Well, Indicud has leaked. Unfortunately, this is a continuation of Cudi’s past artistic output. Whats most infuriating is that there are quite a few great moments on this album. The first two tracks on the album are phenomenal set-up tunes. The slow buildup that is “The Resurrection of Scott Mescudi” and the dark brooding nonsense that is “Unf*ckwitable” make two great intro songs that get you in the mood for a tense, brooding album. This is where Kid Cudi is at his best: when his production takes prominence and his terrible, absolutely nonsense lyrics take the backseat to simply sounding cool.
However after these two songs, things begin to derail quickly. “Just What I Am”, after a passable verse from fellow Cleveland rapper King Chip (the artist formerly known as Chip da Ripper), devolves into a barely listenable robotic nonsense song. And then it gets worse. “Young Lady” takes a great Father John Misty sample and turns into an un-listenable dump. Cudi begins to sing-rap over a sonic mess of synths and guitars. What Cudi needs to learn about production is that you cannot have so many sounds competing for your attention. While sometimes this approach works, like on “King Wizard”, and “Solo Dolo Part II”, most times it simply does not.
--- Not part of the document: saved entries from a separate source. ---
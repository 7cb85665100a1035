// Command Pattern invoker with rollback history
//
// Architecture:
// - ReversibleCommand trait: apply(), invert(), description()
// - CommandInvoker: slot registry + linear history + rollback
// - SharedInvoker: the same invoker behind one mutex, for multi-threaded callers
//
// Rollback consumes the most recent history entry and runs the opposite
// half of the command currently bound to that entry's slot. There is no
// redo of a rollback.

pub mod history;
pub mod manager;
pub mod shared;
pub mod trait_def;

pub use history::{Direction, History, HistoryEntry};
pub use manager::{CommandInvoker, Invocation, Rollback};
pub use shared::SharedInvoker;
pub use trait_def::{CommandError, CommandResult, ReversibleCommand};
//! Logging initialization
//!
//! Installs a `tracing` fmt subscriber once per process. Library code only
//! emits events; binaries decide whether and where they are printed.

use std::sync::Once;
use tracing_subscriber::EnvFilter;

/// Filter used when `RUST_LOG` is not set
pub const DEFAULT_FILTER: &str = "remote_invoker=info";

static INIT_ONCE: Once = Once::new();

/// Initialize the global subscriber
///
/// `RUST_LOG` overrides `default_filter`. Later calls are no-ops, and an
/// already installed global subscriber is left in place.
pub fn init(default_filter: &str) {
    INIT_ONCE.call_once(|| {
        let filter =
            EnvFilter::try_from_default_env().unwrap_or_else(|_| EnvFilter::new(default_filter));
        let _ = tracing_subscriber::fmt()
            .with_env_filter(filter)
            .with_target(false)
            .try_init();
    });
}
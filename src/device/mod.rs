// Demonstration receiver and concrete commands
//
// A smart light with on/off and colour, plus the reversible commands a
// remote control binds to its buttons. The invoker never depends on this
// module; it only sees the ReversibleCommand trait.

pub mod commands;
pub mod light;

pub use commands::{LightChangeColorCommand, LightOnCommand, LightToggleCommand};
pub use light::Light;
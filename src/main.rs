// Remote control demo
// Run with: cargo run -- [path/to/invoker.ron]

use remote_invoker::logging;
use remote_invoker::{
    CommandInvoker, InvokerConfig, Light, LightChangeColorCommand, LightOnCommand, Rollback,
};
use std::path::Path;
use std::sync::{Arc, Mutex};

fn main() -> Result<(), Box<dyn std::error::Error>> {
    logging::init(logging::DEFAULT_FILTER);

    let config = match std::env::args().nth(1) {
        Some(path) => InvokerConfig::load(Path::new(&path))?,
        None => InvokerConfig::load_default()?,
    };

    println!("=== Remote Control ===\n");

    let bedroom_light = Arc::new(Mutex::new(Light::new("Light", "Bedroom")));
    let bathroom_light = Arc::new(Mutex::new(Light::new("Light", "Bathroom")));

    let mut remote = CommandInvoker::with_config(&config);
    remote.register("first_button", LightOnCommand::new(bedroom_light.clone()));
    remote.register(
        "second_button",
        LightChangeColorCommand::new(bedroom_light, "Blue")?,
    );
    remote.register("third_button", LightOnCommand::new(bathroom_light));

    remote.invoke("first_button")?;
    remote.invoke_inverse("first_button")?;

    remote.invoke("second_button")?;
    remote.invoke_inverse("second_button")?;

    remote.invoke("third_button")?;

    println!("\n--- Rolling back {} actions ---\n", remote.history_len());

    loop {
        if let Some(description) = remote.rollback_description() {
            println!("> {}", description);
        }
        if remote.rollback_last()? == Rollback::EmptyHistory {
            break;
        }
    }

    println!("\nHistory empty, further rollbacks are no-ops.");
    Ok(())
}
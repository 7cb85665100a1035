// Remote Invoker - Library exports for the demo binary, tests and benchmarks

pub mod command;
pub mod config;
pub mod device;
pub mod logging;

// Re-export commonly used types for convenience
pub use command::{
    CommandError, CommandInvoker, CommandResult, Direction, HistoryEntry, Invocation,
    ReversibleCommand, Rollback, SharedInvoker,
};
pub use config::{ConfigError, InvokerConfig, UnknownSlotPolicy};
pub use device::{Light, LightChangeColorCommand, LightOnCommand, LightToggleCommand};
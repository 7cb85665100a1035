// Concrete light commands

use crate::command::trait_def::{CommandError, CommandResult, ReversibleCommand};
use crate::device::light::Light;
use std::sync::{Arc, Mutex, MutexGuard};

fn lock_light(light: &Arc<Mutex<Light>>) -> CommandResult<MutexGuard<'_, Light>> {
    light
        .lock()
        .map_err(|_| CommandError::ReceiverUnavailable("light lock poisoned".into()))
}

/// Command to switch a light on
///
/// `invert()` switches it off.
pub struct LightOnCommand {
    light: Arc<Mutex<Light>>,
}

impl LightOnCommand {
    pub fn new(light: Arc<Mutex<Light>>) -> Self {
        Self { light }
    }
}

impl ReversibleCommand for LightOnCommand {
    fn apply(&mut self) -> CommandResult<()> {
        lock_light(&self.light)?.turn_on();
        Ok(())
    }

    fn invert(&mut self) -> CommandResult<()> {
        lock_light(&self.light)?.turn_off();
        Ok(())
    }

    fn description(&self) -> String {
        match lock_light(&self.light) {
            Ok(light) => format!("Turn on {} ({})", light.name(), light.room()),
            Err(_) => "Turn on light".to_string(),
        }
    }
}

/// Command to flip a light
///
/// `apply()` remembers the state it flipped away from; `invert()` puts that
/// state back (or flips, if nothing was remembered yet) and remembers the
/// state it replaced, so repeated apply/invert pairs stay exact.
pub struct LightToggleCommand {
    light: Arc<Mutex<Light>>,
    previous: Option<bool>,
}

impl LightToggleCommand {
    pub fn new(light: Arc<Mutex<Light>>) -> Self {
        Self {
            light,
            previous: None,
        }
    }
}

impl ReversibleCommand for LightToggleCommand {
    fn apply(&mut self) -> CommandResult<()> {
        let was_on = lock_light(&self.light)?.toggle();
        self.previous = Some(was_on);
        Ok(())
    }

    fn invert(&mut self) -> CommandResult<()> {
        let mut light = lock_light(&self.light)?;
        let current = light.is_on();
        light.set_on(self.previous.unwrap_or(!current));
        self.previous = Some(current);
        Ok(())
    }

    fn description(&self) -> String {
        match lock_light(&self.light) {
            Ok(light) => format!("Toggle {} ({})", light.name(), light.room()),
            Err(_) => "Toggle light".to_string(),
        }
    }
}

/// Command to change a light's colour
///
/// Stores the colour the light had when `apply()` last ran, so `invert()`
/// restores exactly that one even if the light was repainted in between.
pub struct LightChangeColorCommand {
    light: Arc<Mutex<Light>>,
    new_color: String,
    old_color: String,
}

impl LightChangeColorCommand {
    /// Create a command that paints `light` with `color`
    ///
    /// Until the first `apply()`, the colour to restore is the one the
    /// light has right now.
    pub fn new(light: Arc<Mutex<Light>>, color: impl Into<String>) -> CommandResult<Self> {
        let old_color = lock_light(&light)?.color().to_string();
        Ok(Self {
            light,
            new_color: color.into(),
            old_color,
        })
    }
}

impl ReversibleCommand for LightChangeColorCommand {
    fn apply(&mut self) -> CommandResult<()> {
        let mut light = lock_light(&self.light)?;
        // Store old value for invert
        self.old_color = light.color().to_string();
        light.change_color(self.new_color.clone());
        Ok(())
    }

    fn invert(&mut self) -> CommandResult<()> {
        lock_light(&self.light)?.change_color(self.old_color.clone());
        Ok(())
    }

    fn description(&self) -> String {
        format!("Set colour to {}", self.new_color)
    }
}
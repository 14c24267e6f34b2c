//! Color types for monochrome e-paper panels
//!
//! This module defines the [`Color`] enum and how it maps onto the two byte
//! encodings the driver deals with:
//!
//! | Color | Framebuffer byte | Fill payload (normal) | Fill payload (inverted) |
//! |-------|------------------|-----------------------|-------------------------|
//! | Black | 0x00             | 0xFF                  | 0x00                    |
//! | White | 0xFF             | 0x00                  | 0xFF                    |
//!
//! The fill command of the timing controller uses the opposite convention of
//! the framebuffer, which is why the two columns differ.
//!
//! ## Example
//!
//! ```
//! use pd_eink::{Color, Polarity};
//!
//! assert_eq!(Color::White.buffer_byte(), 0xFF);
//! assert_eq!(Color::White.fill_byte(Polarity::Normal), 0x00);
//! assert_eq!(Color::White.fill_byte(Polarity::Inverted), 0xFF);
//! ```

use crate::config::Polarity;

/// Colors supported by monochrome panels
#[derive(Clone, Copy, PartialEq, Eq, Debug)]
pub enum Color {
    /// Black pixels
    Black,
    /// White pixels
    White,
}

#[cfg(feature = "graphics")]
impl embedded_graphics_core::prelude::PixelColor for Color {
    type Raw = embedded_graphics_core::pixelcolor::raw::RawU1;
}

#[cfg(feature = "graphics")]
impl From<embedded_graphics_core::pixelcolor::BinaryColor> for Color {
    fn from(color: embedded_graphics_core::pixelcolor::BinaryColor) -> Self {
        match color {
            embedded_graphics_core::pixelcolor::BinaryColor::Off => Self::Black,
            embedded_graphics_core::pixelcolor::BinaryColor::On => Self::White,
        }
    }
}

impl Color {
    /// Get the byte value for a framebuffer filled with this color
    ///
    /// ## Example
    ///
    /// ```
    /// use pd_eink::Color;
    ///
    /// assert_eq!(Color::Black.buffer_byte(), 0x00);
    /// assert_eq!(Color::White.buffer_byte(), 0xFF);
    /// ```
    pub fn buffer_byte(self) -> u8 {
        match self {
            Self::Black => 0x00,
            Self::White => 0xFF,
        }
    }

    /// Get the payload of the fixed-value fill command
    pub fn fill_byte(self, polarity: Polarity) -> u8 {
        let white = (self == Self::White) != polarity.is_inverted();
        if white { 0x00 } else { 0xFF }
    }

    /// Whether a framebuffer bit for this color is set
    pub fn is_set(self) -> bool {
        self == Self::White
    }
}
“Solo Dolo Part II” is a great example of what makes Kid Cudi so infuriating to me as an artist. The song starts with an unintelligible verse from Kid Cudi, which hi-lights his weakness as a rapper. He sounds buried under his own beat, and in the moments where the beat pauses for a second and focuses on Cudi’s rapping, the listener is almost assaulted by Cudi’s absolute nonsense. Then, after a terrible minute and thirty seconds or so, Kendrick Lamar comes in and delivers a great verse. Where Cudi is stifled under his own beat, Kendrick takes the beat and uses it to his advantage. He spins the beat around and assaults you from all angles with it, using the confusion to make you feel confused and insecure. While Kendrick makes you confused, Kid Cudi can’t help but be confused.
Simply put, Kid Cudi isn’t a good enough rapper to pull off an 18 song album. All of the guest artists kill him on his own tracks, from Wu-Tang’s the RZA to Too $hort. While Cudi’s rapping is terrible, his production has something to it. Some tracks have great beats, and with a better rapper, they would be great songs. However, Cudi simply cannot handle his own beat-smithing. Fans of his last two albums will certainly find something to love here, but if you’re in the same boat as me, expect to be frustrated yet again.